What you need to do - Report every line of the records that includes the word "usize".

START Data in this exercise

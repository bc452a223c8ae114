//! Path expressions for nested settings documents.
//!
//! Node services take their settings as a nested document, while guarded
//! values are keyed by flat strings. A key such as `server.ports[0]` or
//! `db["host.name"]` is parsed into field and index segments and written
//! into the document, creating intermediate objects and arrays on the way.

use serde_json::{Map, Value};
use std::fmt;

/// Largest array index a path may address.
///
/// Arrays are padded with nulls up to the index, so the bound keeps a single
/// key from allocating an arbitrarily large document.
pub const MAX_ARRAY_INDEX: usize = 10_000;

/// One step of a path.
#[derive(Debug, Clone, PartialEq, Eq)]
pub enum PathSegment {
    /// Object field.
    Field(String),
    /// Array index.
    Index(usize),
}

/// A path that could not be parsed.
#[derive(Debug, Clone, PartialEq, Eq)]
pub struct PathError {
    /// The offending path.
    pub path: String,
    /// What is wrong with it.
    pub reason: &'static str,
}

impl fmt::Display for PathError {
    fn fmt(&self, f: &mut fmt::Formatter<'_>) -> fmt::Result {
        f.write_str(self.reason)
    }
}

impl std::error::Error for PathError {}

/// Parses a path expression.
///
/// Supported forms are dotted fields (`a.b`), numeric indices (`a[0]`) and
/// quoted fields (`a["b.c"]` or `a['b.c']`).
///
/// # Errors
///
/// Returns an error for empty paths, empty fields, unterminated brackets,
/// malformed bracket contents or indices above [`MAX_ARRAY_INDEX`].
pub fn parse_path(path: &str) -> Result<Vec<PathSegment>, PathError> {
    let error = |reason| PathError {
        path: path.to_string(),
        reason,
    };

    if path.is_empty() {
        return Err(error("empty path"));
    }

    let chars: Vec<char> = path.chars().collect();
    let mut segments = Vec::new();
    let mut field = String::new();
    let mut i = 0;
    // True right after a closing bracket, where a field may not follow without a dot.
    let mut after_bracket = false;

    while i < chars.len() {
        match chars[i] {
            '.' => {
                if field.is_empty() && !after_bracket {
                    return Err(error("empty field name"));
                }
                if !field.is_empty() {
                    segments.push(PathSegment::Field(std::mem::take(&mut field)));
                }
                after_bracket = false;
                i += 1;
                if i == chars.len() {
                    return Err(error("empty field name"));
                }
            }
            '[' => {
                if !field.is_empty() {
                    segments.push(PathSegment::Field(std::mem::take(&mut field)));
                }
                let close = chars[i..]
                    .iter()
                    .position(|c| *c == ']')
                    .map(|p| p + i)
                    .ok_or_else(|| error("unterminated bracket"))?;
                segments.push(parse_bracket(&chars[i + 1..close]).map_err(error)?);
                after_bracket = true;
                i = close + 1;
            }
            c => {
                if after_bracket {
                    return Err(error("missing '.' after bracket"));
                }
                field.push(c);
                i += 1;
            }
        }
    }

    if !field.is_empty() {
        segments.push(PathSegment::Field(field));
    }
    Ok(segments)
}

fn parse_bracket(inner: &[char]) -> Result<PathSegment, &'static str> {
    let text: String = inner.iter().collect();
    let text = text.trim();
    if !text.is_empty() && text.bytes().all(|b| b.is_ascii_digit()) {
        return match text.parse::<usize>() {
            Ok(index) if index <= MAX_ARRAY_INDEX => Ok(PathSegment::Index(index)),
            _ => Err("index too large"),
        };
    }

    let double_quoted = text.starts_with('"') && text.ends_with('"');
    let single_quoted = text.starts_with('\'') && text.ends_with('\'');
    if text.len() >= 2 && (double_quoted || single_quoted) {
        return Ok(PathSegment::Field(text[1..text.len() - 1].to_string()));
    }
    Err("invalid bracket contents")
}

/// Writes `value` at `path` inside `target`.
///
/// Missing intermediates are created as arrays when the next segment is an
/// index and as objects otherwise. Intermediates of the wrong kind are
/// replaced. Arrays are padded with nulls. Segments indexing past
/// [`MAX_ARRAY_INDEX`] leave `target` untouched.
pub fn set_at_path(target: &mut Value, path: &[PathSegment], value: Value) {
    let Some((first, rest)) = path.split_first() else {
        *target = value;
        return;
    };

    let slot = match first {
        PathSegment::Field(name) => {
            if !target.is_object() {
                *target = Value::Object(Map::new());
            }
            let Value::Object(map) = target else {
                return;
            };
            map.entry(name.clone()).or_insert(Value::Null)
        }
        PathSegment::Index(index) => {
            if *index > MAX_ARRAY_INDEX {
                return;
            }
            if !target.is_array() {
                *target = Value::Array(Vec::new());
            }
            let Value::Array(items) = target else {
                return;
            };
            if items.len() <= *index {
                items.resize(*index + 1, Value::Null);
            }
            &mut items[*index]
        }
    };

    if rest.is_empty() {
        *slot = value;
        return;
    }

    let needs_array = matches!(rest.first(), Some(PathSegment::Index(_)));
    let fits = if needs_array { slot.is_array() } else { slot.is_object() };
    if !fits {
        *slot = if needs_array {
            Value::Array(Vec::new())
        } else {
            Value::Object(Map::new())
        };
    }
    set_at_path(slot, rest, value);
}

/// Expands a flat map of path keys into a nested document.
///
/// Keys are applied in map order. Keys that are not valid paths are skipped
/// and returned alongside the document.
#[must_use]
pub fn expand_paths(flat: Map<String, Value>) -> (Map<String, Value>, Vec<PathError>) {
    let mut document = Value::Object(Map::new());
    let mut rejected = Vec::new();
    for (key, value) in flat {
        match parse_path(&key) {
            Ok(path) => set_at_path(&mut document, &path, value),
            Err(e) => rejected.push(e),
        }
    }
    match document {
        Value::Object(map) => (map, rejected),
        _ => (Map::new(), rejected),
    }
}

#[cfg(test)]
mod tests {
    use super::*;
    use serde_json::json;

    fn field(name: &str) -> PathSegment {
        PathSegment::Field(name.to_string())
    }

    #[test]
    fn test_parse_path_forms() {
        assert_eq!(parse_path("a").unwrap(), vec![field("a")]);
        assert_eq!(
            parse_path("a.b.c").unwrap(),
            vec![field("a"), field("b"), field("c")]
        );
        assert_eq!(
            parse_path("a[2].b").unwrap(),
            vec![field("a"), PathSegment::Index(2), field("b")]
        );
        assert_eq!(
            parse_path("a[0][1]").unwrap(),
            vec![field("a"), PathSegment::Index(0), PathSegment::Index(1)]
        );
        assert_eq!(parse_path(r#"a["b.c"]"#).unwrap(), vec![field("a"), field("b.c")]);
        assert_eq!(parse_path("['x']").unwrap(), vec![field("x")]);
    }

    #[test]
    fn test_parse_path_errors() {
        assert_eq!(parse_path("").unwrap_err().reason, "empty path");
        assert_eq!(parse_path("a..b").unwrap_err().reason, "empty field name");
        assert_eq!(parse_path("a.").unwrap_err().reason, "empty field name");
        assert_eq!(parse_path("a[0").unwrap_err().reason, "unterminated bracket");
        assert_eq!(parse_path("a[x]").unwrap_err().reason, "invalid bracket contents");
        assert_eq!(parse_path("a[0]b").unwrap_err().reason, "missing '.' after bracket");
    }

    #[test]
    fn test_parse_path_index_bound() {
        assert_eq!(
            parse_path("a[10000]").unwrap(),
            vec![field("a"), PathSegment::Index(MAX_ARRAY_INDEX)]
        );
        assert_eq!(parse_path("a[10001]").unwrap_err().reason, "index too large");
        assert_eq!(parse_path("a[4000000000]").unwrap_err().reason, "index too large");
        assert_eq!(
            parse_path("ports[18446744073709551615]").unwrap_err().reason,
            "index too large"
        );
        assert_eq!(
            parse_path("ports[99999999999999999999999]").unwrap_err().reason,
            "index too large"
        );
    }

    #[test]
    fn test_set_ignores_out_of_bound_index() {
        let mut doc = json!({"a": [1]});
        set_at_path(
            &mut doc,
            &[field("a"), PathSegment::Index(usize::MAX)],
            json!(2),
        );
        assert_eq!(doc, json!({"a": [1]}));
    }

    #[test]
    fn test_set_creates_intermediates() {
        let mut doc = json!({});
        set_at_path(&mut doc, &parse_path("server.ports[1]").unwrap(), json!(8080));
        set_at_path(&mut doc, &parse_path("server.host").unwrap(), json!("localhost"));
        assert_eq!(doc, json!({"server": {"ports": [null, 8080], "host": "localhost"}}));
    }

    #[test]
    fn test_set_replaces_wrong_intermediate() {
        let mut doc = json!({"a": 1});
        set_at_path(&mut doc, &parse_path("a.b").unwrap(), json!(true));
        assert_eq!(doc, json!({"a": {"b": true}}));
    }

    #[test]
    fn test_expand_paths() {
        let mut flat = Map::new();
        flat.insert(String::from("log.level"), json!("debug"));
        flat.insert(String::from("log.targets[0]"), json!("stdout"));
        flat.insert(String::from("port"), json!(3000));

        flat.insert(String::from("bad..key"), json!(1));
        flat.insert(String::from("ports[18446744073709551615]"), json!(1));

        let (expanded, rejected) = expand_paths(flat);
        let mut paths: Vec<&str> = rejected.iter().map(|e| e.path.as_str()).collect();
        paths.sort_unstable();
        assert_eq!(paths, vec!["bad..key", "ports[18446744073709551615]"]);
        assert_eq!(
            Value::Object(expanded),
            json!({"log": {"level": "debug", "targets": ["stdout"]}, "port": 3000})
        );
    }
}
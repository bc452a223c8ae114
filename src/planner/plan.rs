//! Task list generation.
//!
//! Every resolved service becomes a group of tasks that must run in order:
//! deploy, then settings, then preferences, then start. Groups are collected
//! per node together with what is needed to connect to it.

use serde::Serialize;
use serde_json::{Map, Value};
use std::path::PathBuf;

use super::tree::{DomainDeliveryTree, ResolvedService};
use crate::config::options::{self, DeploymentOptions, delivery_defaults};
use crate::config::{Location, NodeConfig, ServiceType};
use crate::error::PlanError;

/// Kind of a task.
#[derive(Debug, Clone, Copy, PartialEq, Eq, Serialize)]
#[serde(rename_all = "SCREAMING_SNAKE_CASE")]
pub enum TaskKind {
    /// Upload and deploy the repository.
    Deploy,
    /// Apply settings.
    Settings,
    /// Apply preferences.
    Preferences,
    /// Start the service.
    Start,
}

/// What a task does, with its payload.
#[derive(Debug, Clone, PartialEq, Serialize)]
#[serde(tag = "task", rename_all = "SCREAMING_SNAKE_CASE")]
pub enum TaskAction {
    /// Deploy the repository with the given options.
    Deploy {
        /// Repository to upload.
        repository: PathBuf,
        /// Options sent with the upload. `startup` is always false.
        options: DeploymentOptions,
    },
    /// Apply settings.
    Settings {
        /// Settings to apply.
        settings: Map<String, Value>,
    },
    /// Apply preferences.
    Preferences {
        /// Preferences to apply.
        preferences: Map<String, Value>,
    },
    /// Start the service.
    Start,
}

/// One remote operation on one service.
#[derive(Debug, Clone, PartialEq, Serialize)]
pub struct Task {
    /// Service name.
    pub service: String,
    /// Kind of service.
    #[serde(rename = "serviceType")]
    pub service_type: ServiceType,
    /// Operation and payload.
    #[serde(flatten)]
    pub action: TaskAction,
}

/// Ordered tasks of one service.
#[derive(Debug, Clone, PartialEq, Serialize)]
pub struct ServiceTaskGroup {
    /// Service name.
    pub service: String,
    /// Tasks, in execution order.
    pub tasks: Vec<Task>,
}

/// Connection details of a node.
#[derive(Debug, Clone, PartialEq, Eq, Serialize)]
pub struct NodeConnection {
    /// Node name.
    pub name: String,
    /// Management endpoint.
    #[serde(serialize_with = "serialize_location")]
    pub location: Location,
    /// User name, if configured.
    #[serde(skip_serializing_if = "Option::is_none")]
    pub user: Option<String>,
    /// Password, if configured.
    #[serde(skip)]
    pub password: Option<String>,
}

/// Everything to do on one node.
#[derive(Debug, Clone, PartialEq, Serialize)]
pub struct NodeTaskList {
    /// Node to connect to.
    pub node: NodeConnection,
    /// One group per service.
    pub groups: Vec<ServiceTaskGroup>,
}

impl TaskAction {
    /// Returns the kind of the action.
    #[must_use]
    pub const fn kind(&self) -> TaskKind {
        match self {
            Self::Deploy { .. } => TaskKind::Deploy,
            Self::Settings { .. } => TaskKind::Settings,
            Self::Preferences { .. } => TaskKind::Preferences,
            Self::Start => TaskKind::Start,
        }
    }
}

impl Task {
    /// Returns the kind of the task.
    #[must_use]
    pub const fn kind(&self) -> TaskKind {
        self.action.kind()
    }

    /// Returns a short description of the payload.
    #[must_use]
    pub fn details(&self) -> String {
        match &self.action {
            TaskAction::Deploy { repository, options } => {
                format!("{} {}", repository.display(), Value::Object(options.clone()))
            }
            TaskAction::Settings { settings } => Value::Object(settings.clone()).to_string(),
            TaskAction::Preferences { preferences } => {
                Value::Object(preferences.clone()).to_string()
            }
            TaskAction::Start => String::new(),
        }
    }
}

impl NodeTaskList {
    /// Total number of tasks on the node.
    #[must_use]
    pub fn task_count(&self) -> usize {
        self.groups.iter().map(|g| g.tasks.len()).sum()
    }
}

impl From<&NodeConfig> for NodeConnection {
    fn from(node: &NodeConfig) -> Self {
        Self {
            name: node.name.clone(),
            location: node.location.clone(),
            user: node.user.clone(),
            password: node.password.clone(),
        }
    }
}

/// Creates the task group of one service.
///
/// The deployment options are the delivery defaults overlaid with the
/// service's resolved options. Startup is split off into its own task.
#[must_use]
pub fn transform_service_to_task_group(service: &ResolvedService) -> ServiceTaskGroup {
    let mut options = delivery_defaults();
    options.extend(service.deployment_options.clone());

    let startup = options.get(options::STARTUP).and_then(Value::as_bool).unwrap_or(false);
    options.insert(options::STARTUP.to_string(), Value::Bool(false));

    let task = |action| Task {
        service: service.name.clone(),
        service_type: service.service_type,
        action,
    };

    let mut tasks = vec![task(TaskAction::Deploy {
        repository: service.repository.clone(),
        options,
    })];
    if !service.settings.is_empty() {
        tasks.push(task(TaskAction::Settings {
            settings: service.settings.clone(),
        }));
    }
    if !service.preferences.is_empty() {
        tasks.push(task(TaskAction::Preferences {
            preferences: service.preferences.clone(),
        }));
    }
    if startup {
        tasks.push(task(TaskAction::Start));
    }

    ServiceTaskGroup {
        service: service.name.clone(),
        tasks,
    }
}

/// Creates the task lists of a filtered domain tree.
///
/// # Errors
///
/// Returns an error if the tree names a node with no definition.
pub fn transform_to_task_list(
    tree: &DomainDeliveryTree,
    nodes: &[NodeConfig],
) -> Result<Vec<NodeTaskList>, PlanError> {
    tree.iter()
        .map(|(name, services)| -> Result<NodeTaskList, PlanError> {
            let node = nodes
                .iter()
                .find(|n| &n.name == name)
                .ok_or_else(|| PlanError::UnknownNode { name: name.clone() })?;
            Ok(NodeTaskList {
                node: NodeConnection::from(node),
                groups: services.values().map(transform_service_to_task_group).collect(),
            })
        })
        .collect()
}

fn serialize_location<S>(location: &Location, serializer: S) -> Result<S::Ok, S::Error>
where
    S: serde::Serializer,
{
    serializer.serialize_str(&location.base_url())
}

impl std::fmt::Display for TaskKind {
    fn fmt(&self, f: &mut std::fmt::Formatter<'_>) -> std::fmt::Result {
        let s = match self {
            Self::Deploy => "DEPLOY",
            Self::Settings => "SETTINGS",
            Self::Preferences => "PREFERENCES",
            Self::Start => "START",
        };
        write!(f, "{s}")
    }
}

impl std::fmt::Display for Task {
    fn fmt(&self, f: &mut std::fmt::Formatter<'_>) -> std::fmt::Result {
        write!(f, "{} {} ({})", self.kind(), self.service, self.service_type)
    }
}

END Data in this exercise

Answer to the exercise -
pub const MAX_ARRAY_INDEX: usize = 10_000;
    Index(usize),
        return match text.parse::<usize>() {
            &[field("a"), PathSegment::Index(usize::MAX)],
    pub fn task_count(&self) -> usize {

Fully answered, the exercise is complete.